We’ve been hearing it from health officials and political leaders alike: One of the ways we can slow the spread of the coronavirus is by knowing who has it. But a lack of available testing kits at doctors’ offices and hospitals across the country has made this feel impossible. It’s been stressful to not know which friends and family members might have this illness without even knowing it, and the virus’s symptoms (cough, fever) are so similar to the flu and the common cold that it’s hard to tell who actually needs to be tested.

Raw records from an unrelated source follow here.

use anyhow::Result;
use clap::Args;

use super::Context;

#[derive(Args)]
pub struct UnregisterArgs {
    /// Mission name
    pub name: String,
}

pub fn execute(args: UnregisterArgs, ctx: &Context) -> Result<()> {
    let mut store = ctx.open_store()?;
    store.remove(&args.name)?;
    ctx.save_store(&mut store)?;

    ctx.output.success(&format!("Unregistered mission {}", args.name));
    Ok(())
}
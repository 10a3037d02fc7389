//! Styled terminal output
//!
//! Status lines go to stdout and are silenced by `--quiet`; errors always go
//! to stderr.

use console::style;

/// Output handler for consistent CLI formatting
pub struct Output {
    verbose: bool,
    quiet: bool,
}

impl Output {
    pub fn new(verbose: bool, quiet: bool) -> Self {
        Self { verbose, quiet }
    }

    pub fn success(&self, message: &str) {
        if !self.quiet {
            println!("{} {}", style("✔").green(), message);
        }
    }

    /// Errors are shown even in quiet mode
    pub fn error(&self, message: &str) {
        eprintln!("{} {}", style("✖").red(), message);
    }

    pub fn warning(&self, message: &str) {
        if !self.quiet {
            println!("{} {}", style("⚠").yellow(), message);
        }
    }

    pub fn info(&self, message: &str) {
        if !self.quiet {
            println!("{} {}", style("ℹ").blue(), message);
        }
    }

    /// Only printed with `-v`
    pub fn verbose(&self, message: &str) {
        if self.verbose && !self.quiet {
            println!("{} {}", style("ℹ").dim(), style(message).dim());
        }
    }

    pub fn header(&self, title: &str) {
        if !self.quiet {
            println!("\n{}", style(title).bold().underlined());
        }
    }

    pub fn step(&self, step: &str) {
        if !self.quiet {
            println!("{} {}", style("❯").cyan(), step);
        }
    }

    /// Requested data, printed regardless of `--quiet`
    pub fn table_row(&self, key: &str, value: &str) {
        println!("  {:<12} {}", style(key).dim(), value);
    }

    pub fn list_item(&self, item: &str) {
        println!("  • {}", item);
    }

    /// Print a count line such as `Copied  3`
    pub fn summary_stats(&self, label: &str, value: impl ToString) {
        if !self.quiet {
            println!("  {:<12} {}", style(label).dim(), style(value.to_string()).bold());
        }
    }
}
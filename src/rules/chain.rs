use std::fmt;
use std::fs::Metadata;
use std::path::Path;

use super::Rule;
use crate::error::SyncError;

/// Receives side effects of chain evaluation.
///
/// `on_match` fires for the rule that excluded a path; `on_error` fires when a
/// rule fails internally, after which evaluation moves on to the next rule.
pub trait ChainObserver: Send + Sync {
    fn on_match(&self, _path: &Path, _rule: &Rule) {}
    fn on_error(&self, _path: &Path, _rule: &Rule, _error: &SyncError) {}
}

/// Default observer: writes rule activity to `tracing`.
#[derive(Debug, Default, Clone, Copy)]
pub struct TracingObserver;

impl ChainObserver for TracingObserver {
    fn on_match(&self, path: &Path, rule: &Rule) {
        tracing::debug!("{} ignored by {}", path.display(), rule.name());
    }

    fn on_error(&self, path: &Path, rule: &Rule, error: &SyncError) {
        tracing::warn!("{} failed on {}: {}", rule.name(), path.display(), error);
    }
}

/// Ordered sequence of rules combined by logical OR.
///
/// Evaluation walks from head to tail and stops at the first match. A chain
/// with no rules ignores nothing.
#[derive(Debug, Clone, Default)]
pub struct RuleChain {
    rules: Vec<Rule>,
}

impl RuleChain {
    pub fn new() -> Self {
        Self::default()
    }

    /// The chain a sync pass uses for `root`: dotfiles, irregular types, the
    /// root `.gitignore`, then one rule per user pattern.
    pub fn standard<S: AsRef<str>>(root: &Path, patterns: &[S]) -> Result<Self, SyncError> {
        let chain = Self::new()
            .with(Rule::Dotfile)
            .with(Rule::Irregular)
            .with(Rule::vcs_ignore(root)?)
            .with_all(Rule::patterns(patterns)?);
        tracing::debug!("Rule chain for {}: {}", root.display(), chain);
        Ok(chain)
    }

    /// Append a rule at the tail.
    pub fn with(mut self, rule: Rule) -> Self {
        self.rules.push(rule);
        self
    }

    /// Append several rules at the tail, keeping their order.
    pub fn with_all(mut self, rules: impl IntoIterator<Item = Rule>) -> Self {
        self.rules.extend(rules);
        self
    }

    pub fn rules(&self) -> &[Rule] {
        &self.rules
    }

    pub fn len(&self) -> usize {
        self.rules.len()
    }

    pub fn is_empty(&self) -> bool {
        self.rules.is_empty()
    }

    /// Returns the first rule that excludes `path`, if any.
    pub fn first_match(
        &self,
        path: &Path,
        metadata: &Metadata,
        observer: &dyn ChainObserver,
    ) -> Option<&Rule> {
        for rule in &self.rules {
            match rule.evaluate(path, metadata) {
                Ok(true) => {
                    observer.on_match(path, rule);
                    return Some(rule);
                }
                Ok(false) => {}
                Err(e) => observer.on_error(path, rule, &e),
            }
        }
        None
    }

    pub fn is_ignored(
        &self,
        path: &Path,
        metadata: &Metadata,
        observer: &dyn ChainObserver,
    ) -> bool {
        self.first_match(path, metadata, observer).is_some()
    }
}

impl fmt::Display for RuleChain {
    fn fmt(&self, f: &mut fmt::Formatter<'_>) -> fmt::Result {
        let names: Vec<String> = self.rules.iter().map(Rule::name).collect();
        write!(f, "{}", names.join(" | "))
    }
}

#[cfg(test)]
mod tests {
    use super::*;
    use std::fs;
    use std::path::PathBuf;
    use std::sync::Mutex;
    use tempfile::TempDir;

    #[derive(Default)]
    struct Recorder {
        matches: Mutex<Vec<(PathBuf, String)>>,
        errors: Mutex<Vec<(PathBuf, String)>>,
    }

    impl ChainObserver for Recorder {
        fn on_match(&self, path: &Path, rule: &Rule) {
            self.matches.lock().unwrap().push((path.to_path_buf(), rule.name()));
        }

        fn on_error(&self, path: &Path, rule: &Rule, _error: &SyncError) {
            self.errors.lock().unwrap().push((path.to_path_buf(), rule.name()));
        }
    }

    fn hidden_js(temp_dir: &TempDir) -> (PathBuf, Metadata) {
        let path = temp_dir.path().join(".tool.js");
        fs::write(&path, "x").unwrap();
        let meta = fs::symlink_metadata(&path).unwrap();
        (path, meta)
    }

    #[test]
    fn test_empty_chain_ignores_nothing() {
        let temp_dir = TempDir::new().unwrap();
        let (path, meta) = hidden_js(&temp_dir);
        assert!(!RuleChain::new().is_ignored(&path, &meta, &TracingObserver));
    }

    #[test]
    fn test_order_only_changes_which_rule_reports() {
        let temp_dir = TempDir::new().unwrap();
        let (path, meta) = hidden_js(&temp_dir);

        let dot_first = RuleChain::new()
            .with(Rule::Dotfile)
            .with(Rule::pattern(r"\.js$").unwrap());
        let regex_first = RuleChain::new()
            .with(Rule::pattern(r"\.js$").unwrap())
            .with(Rule::Dotfile);

        let recorder = Recorder::default();
        assert!(dot_first.is_ignored(&path, &meta, &recorder));
        assert!(regex_first.is_ignored(&path, &meta, &recorder));

        let matches = recorder.matches.lock().unwrap();
        assert_eq!(matches.len(), 2);
        assert_eq!(matches[0].1, "dotfile");
        assert_eq!(matches[1].1, r"pattern(\.js$)");
    }

    #[test]
    fn test_rule_error_is_reported_and_evaluation_continues() {
        let root = TempDir::new().unwrap();
        let elsewhere = TempDir::new().unwrap();
        let path = elsewhere.path().join("notes.md");
        fs::write(&path, "x").unwrap();
        let meta = fs::symlink_metadata(&path).unwrap();

        let chain = RuleChain::new()
            .with(Rule::vcs_ignore(root.path()).unwrap())
            .with(Rule::pattern(r"\.md$").unwrap());

        let recorder = Recorder::default();
        let rule = chain.first_match(&path, &meta, &recorder).unwrap();
        assert_eq!(rule.name(), r"pattern(\.md$)");
        assert_eq!(recorder.errors.lock().unwrap().len(), 1);
        assert_eq!(recorder.errors.lock().unwrap()[0].1, "gitignore");
    }

    #[test]
    fn test_standard_chain_layout() {
        let temp_dir = TempDir::new().unwrap();
        let chain = RuleChain::standard(temp_dir.path(), &["a", "b"]).unwrap();
        assert_eq!(chain.len(), 5);
        assert_eq!(
            chain.to_string(),
            "dotfile | irregular-type | gitignore | pattern(a) | pattern(b)"
        );
    }

    #[test]
    fn test_standard_chain_rejects_bad_pattern() {
        let temp_dir = TempDir::new().unwrap();
        let err = RuleChain::standard(temp_dir.path(), &["*bad"]).unwrap_err();
        assert!(matches!(err, SyncError::InvalidPattern { .. }));
    }
}
//! Configuration management for grafter
//!
//! Settings are layered with figment, lowest priority first:
//!
//! 1. embedded `default-config.toml`
//! 2. `~/.config/grafter/config.{toml,json,yaml,yml}`, or the file given with
//!    `--config` (which replaces the user files)
//! 3. `GRAFTER_*` environment variables, `__` separating sections
//!    (`GRAFTER_SYNC__QUEUE_CAPACITY=32`)

pub mod formats;

use std::path::{Path, PathBuf};

use anyhow::{Context, Result};
use figment::Figment;
use figment::providers::{Env, Format, Json, Toml, Yaml};
use serde::{Deserialize, Serialize};

// Embed the default config at compile time
const DEFAULT_CONFIG: &str = include_str!("../../default-config.toml");

/// Top-level configuration.
#[derive(Debug, Clone, Serialize, Deserialize)]
pub struct GrafterConfig {
    pub store: StoreSettings,
    pub sync: SyncSettings,
}

/// Where missions are persisted.
#[derive(Debug, Clone, Default, Serialize, Deserialize)]
pub struct StoreSettings {
    /// Empty means `~/.grafter/missions.yml`.
    #[serde(default)]
    pub path: String,
}

/// Pipeline concurrency knobs.
#[derive(Debug, Clone, Serialize, Deserialize)]
pub struct SyncSettings {
    pub queue_capacity: usize,
    /// 0 = no cap
    pub max_threads: usize,
    pub thread_percentage: u8,
}

impl GrafterConfig {
    /// Load defaults, the user (or custom) file and the environment.
    pub fn load(custom_config: Option<&Path>) -> Result<Self> {
        tracing::trace!("CONFIG LOAD: custom path {:?}", custom_config);
        Self::extract(Self::figment(custom_config))
    }

    /// The layered provider stack before extraction.
    pub fn figment(custom_config: Option<&Path>) -> Figment {
        let mut figment = Figment::new().merge(Toml::string(DEFAULT_CONFIG));

        if let Some(custom_path) = custom_config {
            figment = figment.merge(formats::auto(custom_path));
        } else if let Some(user) = Self::user_config_path() {
            figment = figment
                .merge(Toml::file(&user))
                .merge(Json::file(user.with_extension("json")))
                .merge(Yaml::file(user.with_extension("yaml")))
                .merge(Yaml::file(user.with_extension("yml")));
        }

        // Environment variables always have highest priority
        figment.merge(Env::prefixed("GRAFTER_").split("__"))
    }

    pub fn extract(figment: Figment) -> Result<Self> {
        let config: Self = figment.extract().context("Invalid grafter configuration")?;
        tracing::trace!("CONFIG LOAD: {:?}", config);
        Ok(config)
    }

    /// Mission store location: the configured path, or `~/.grafter/missions.yml`.
    pub fn store_path(&self) -> Option<PathBuf> {
        if self.store.path.is_empty() {
            dirs::home_dir().map(|home| home.join(".grafter").join("missions.yml"))
        } else {
            Some(PathBuf::from(&self.store.path))
        }
    }

    fn user_config_path() -> Option<PathBuf> {
        dirs::home_dir().map(|home| home.join(".config").join("grafter").join("config.toml"))
    }
}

Everlywell, a digital health company that creates home test kits for everything from food sensitivities to STDs, saw this predicament America is in and decided to step in. The company announced this week that it will have 30,000 coronavirus test kits available for purchase beginning Monday, March 23, and said in a release that it’s working with other labs to ramp up the number of available kits to test “a quarter of a million people weekly.”
As of right now, the test is $135 to cover the manufacturing costs. The company, which was featured on Shark Tank in 2017, said it’s not putting any cash from those tests into its own pocket and that it’s trying to get help from the federal government to make the tests totally free.
“Everlywell was founded to give people affordable, convenient access to lab testing," Julia Cheek, Everlywell’s founder and CEO says in the release. “Never has our mission been more important. Our team has been working around the clock with top scientists and laboratories in the nation to develop a test that we will make available at the lowest price possible while covering our costs, at no profit to the company.”